Komisi Pemberantasan Korupsi cenderung kurang antusias menangani kasus korupsi bekas pegawai Direktorat Jenderal Pajak Kementerian Keuangan, Gayus HP Tambunan. KPK hanya bisa berkoordinasi dan menyupervisi Kepolisian Negara RI dalam menangani kasus itu.

Wakil Ketua KPK M Jasin di Jakarta, Minggu (21/11), mengatakan, ”Untuk saat ini yang bisa dilakukan adalah koordinasi dan supervisi. Kecuali ada kasus baru lain yang bisa ditemukan atas penyalahgunaan wewenang oleh Gayus Tambunan yang merugikan keuangan negara.”

Setelah terbongkar keluar dari Rumah Tahanan Markas Komando Brigade Mobil Polri, Polri menetapkan Gayus Tambunan sebagai tersangka dalam penyuapan sembilan petugas Rutan Brimob. Kejaksaan Agung telah menerima surat pemberitahuan dimulainya penyidikan dari Mabes Polri (Kompas, 20/11).

Sebelumnya, Wakil Ketua KPK Bibit Samad Rianto mengatakan, lembaganya hanya akan mengambil kasus Gayus kalau Polri tidak mampu lagi menanganinya. ”Kalau enggak mampu, kami ambil. Kalau mereka mampu menangani, ya silakan,” katanya.

Namun, Indonesia Corruption Watch (ICW) tetap mendesak agar kasus tersebut ditangani KPK. ”Banyak indikasi menunjukkan polisi tidak serius menangani perkara ini. Sebaiknya ditangani KPK,” kata peneliti ICW Donal Fariz dalam konferensi pers di Jakarta, Minggu.

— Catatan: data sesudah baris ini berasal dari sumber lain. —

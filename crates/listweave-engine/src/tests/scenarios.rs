//! End-to-end list editing workflows on small documents.

use crate::editor::{EditorOptions, ListEditor};
use crate::error::EditError;
use crate::lists::query::ItemBlocks;
use crate::lists::{edit, invariant_breaches};
use crate::model::{BlockStore, IdSource, ListType, NewBlock};
use pretty_assertions::assert_eq;

use super::fixture::{block_id, flat, parse, store_from};

fn editor_from(doc: &str) -> ListEditor {
    let options = EditorOptions {
        id_source: IdSource::sequential("n"),
        ..EditorOptions::default()
    };
    ListEditor::from_blocks(options, parse(doc)).unwrap()
}

fn edit_with<T>(
    store: &mut BlockStore,
    f: impl FnOnce(&mut crate::model::ChangeBlock<'_>) -> Result<T, EditError>,
) -> T {
    store.change(f).unwrap().0
}

#[test]
fn user_workflow_item_blocks_and_nested_blocks() {
    // Given an item made of two blocks with a nested item after them
    let store = store_from(
        "\
* A {a}
+ B {a}
  * C {b}
",
    );
    let (a, b, c) = (
        block_id(&store, "A"),
        block_id(&store, "B"),
        block_id(&store, "C"),
    );

    // When querying from either block of the item
    let query = store.query();

    // Then both blocks are found and the nested item is reported separately
    assert_eq!(query.blocks_of_item(a, ItemBlocks::Both), vec![a, b]);
    assert_eq!(query.blocks_of_item(b, ItemBlocks::Both), vec![a, b]);
    assert_eq!(query.nested_blocks_of(a), vec![c]);
    assert!(query.nested_blocks_of(c).is_empty());
}

#[test]
fn user_workflow_split_two_block_item() {
    // Given a two block item
    let mut store = store_from("* A {a}\n+ A2 {a}\n");
    let a2 = block_id(&store, "A2");

    // When splitting before its second block
    edit_with(&mut store, |tx| edit::split_item_before(tx, a2));

    // Then two single block items share indent and type under distinct ids
    assert_eq!(flat(store.blocks()), "* A {a}\n* A2 {n1}\n");
    let lists: Vec<_> = store
        .blocks()
        .iter()
        .filter_map(|block| block.list.as_ref())
        .collect();
    assert_ne!(lists[0].item_id, lists[1].item_id);
    assert_eq!(lists[0].indent, lists[1].indent);
    assert_eq!(lists[0].list_type, ListType::Bulleted);
    assert_eq!(lists[1].list_type, ListType::Bulleted);
}

#[test]
fn user_workflow_outdent_below_zero_demotes() {
    // Given an item at indent 1 with no parent before it
    let mut store = store_from("intro\n  * B\n");
    let b = block_id(&store, "B");

    // When outdenting it by one level
    let outcome = edit_with(&mut store, |tx| edit::indent_blocks(tx, &[b], -1, false));

    // Then it loses all list attributes
    assert_eq!(outcome.changed, vec![b]);
    assert_eq!(flat(store.blocks()), "intro\nB\n");
}

#[test]
fn user_workflow_removing_parent_lifts_children() {
    // Given a root item followed by two deeper levels
    let mut store = store_from(
        "\
* A
  * B
    * C
",
    );
    let a = block_id(&store, "A");

    // When the root item is removed and the followers re-derived
    edit_with(&mut store, |tx| {
        tx.remove(a)?;
        edit::outdent_following_items(tx, None)
    });

    // Then each follower moves up exactly one level
    assert_eq!(flat(store.blocks()), "* B {b}\n  * C {c}\n");
}

#[test]
fn user_workflow_merge_restores_split() {
    // Given an item split into two
    let mut store = store_from("* A {a}\n+ A2 {a}\n* Z\n");
    let (a, a2) = (block_id(&store, "A"), block_id(&store, "A2"));
    edit_with(&mut store, |tx| edit::split_item_before(tx, a2));

    // When merging the second part back
    edit_with(&mut store, |tx| edit::merge_item_before(tx, a2, a));

    // Then the original item is back
    assert_eq!(flat(store.blocks()), "* A {a}\n+ A2 {a}\n* Z {z}\n");
}

#[test]
fn user_workflow_merge_rejects_non_preceding_item() {
    let mut store = store_from("* A\n* B\n* C\n");
    let (a, c) = (block_id(&store, "A"), block_id(&store, "C"));

    let result = store.change(|tx| edit::merge_item_before(tx, c, a));

    assert!(matches!(result, Err(EditError::NotPreceding { .. })));
    assert_eq!(flat(store.blocks()), "* A {a}\n* B {b}\n* C {c}\n");
}

#[test]
fn user_workflow_move_item_out_of_nested_list() {
    // Given a three level list followed by two plain blocks
    let mut editor = editor_from(
        "\
* A
  * B
    * C
plain
plain2
",
    );
    let b = block_id(editor.store(), "B");

    // When moving the middle item past both plain blocks
    editor.change(|tx| tx.move_block(b, 4)).unwrap();

    // Then the child left behind is re-parented and the moved item starts at root
    assert_eq!(
        flat(editor.blocks()),
        "\
* A {a}
  * C {c}
plain
plain2
* B {b}
"
    );
    assert!(invariant_breaches(editor.blocks()).is_empty());
    assert!(editor.diagnostics().is_empty());
}

#[test]
fn user_workflow_insert_reusing_id_of_later_list() {
    // Given two lists separated by a plain block
    let mut editor = editor_from("* A {a}\nplain\n* B {x}\n");

    // When an item reusing the later list's id is inserted at the top
    editor
        .change(|tx| tx.insert(0, NewBlock::list_item("N", "x", 0, ListType::Bulleted)))
        .unwrap();

    // Then the later span gets a fresh id even though its list was not edited
    assert_eq!(
        flat(editor.blocks()),
        "* N {x}\n* A {a}\nplain\n* B {n1}\n"
    );
    assert!(invariant_breaches(editor.blocks()).is_empty());
    assert!(editor.diagnostics().is_empty());
}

Menurut Donal, keluarnya Gayus dari Rutan Brimob Kelapa Dua, Depok, beberapa waktu lalu, merupakan salah satu bukti ketidakseriusan Polri dalam menangani kasus itu.

Alasan lain mengapa kasus Gayus harus ditangani KPK karena banyak keganjilan selama kasus tersebut ditangani Polri. Kejanggalan paling menonjol dimulai dengan adanya desain sistematis untuk mengerdilkan perkara ini. Donal mempertanyakan, mengapa Gayus justru dijerat pada kasus PT SAT dengan kerugian negara hanya Rp 570.952.000 dan bukan pada kasus utama, yakni kepemilikan rekening Rp 28 miliar dan deposito Rp 75 miliar.

Koordinator Divisi Hukum ICW Febri Diansyah mengatakan, Presiden Susilo Bambang Yudhoyono harus memerintahkan Kepala Polri untuk bekerja sama dengan KPK.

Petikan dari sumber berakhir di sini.